**Dataset:**
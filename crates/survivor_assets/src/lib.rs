//! Startup asset loading for the Survivor demo.
//!
//! Images are decoded once into an [`ImageStore`]; gameplay only sees the
//! [`TextureId`](survivor_core::TextureId) and pixel size of each frame.

pub mod error;
pub mod loader;
pub mod manifest;
pub mod store;

pub use error::AssetError;
pub use loader::{load_assets, load_image, LoadedAssets};
pub use manifest::{AssetManifest, SequenceLayout};
pub use store::{ImageStore, StoredImage};
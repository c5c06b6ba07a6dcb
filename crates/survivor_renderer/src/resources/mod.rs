/// Low-level GPU allocation helpers shared by the renderer modules.
pub mod buffer;
pub mod texture;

**Task requirements:**
Set down only these lines, exactly: the line containing "repository c5c06b6ba07a6dcb" and each line after it, through the end of the listing.

**Solution to the problem:**
repository c5c06b6ba07a6dcb
filename crates/survivor_renderer/src/resources/mod.rs
/// Low-level GPU allocation helpers shared by the renderer modules.
pub mod buffer;
pub mod texture;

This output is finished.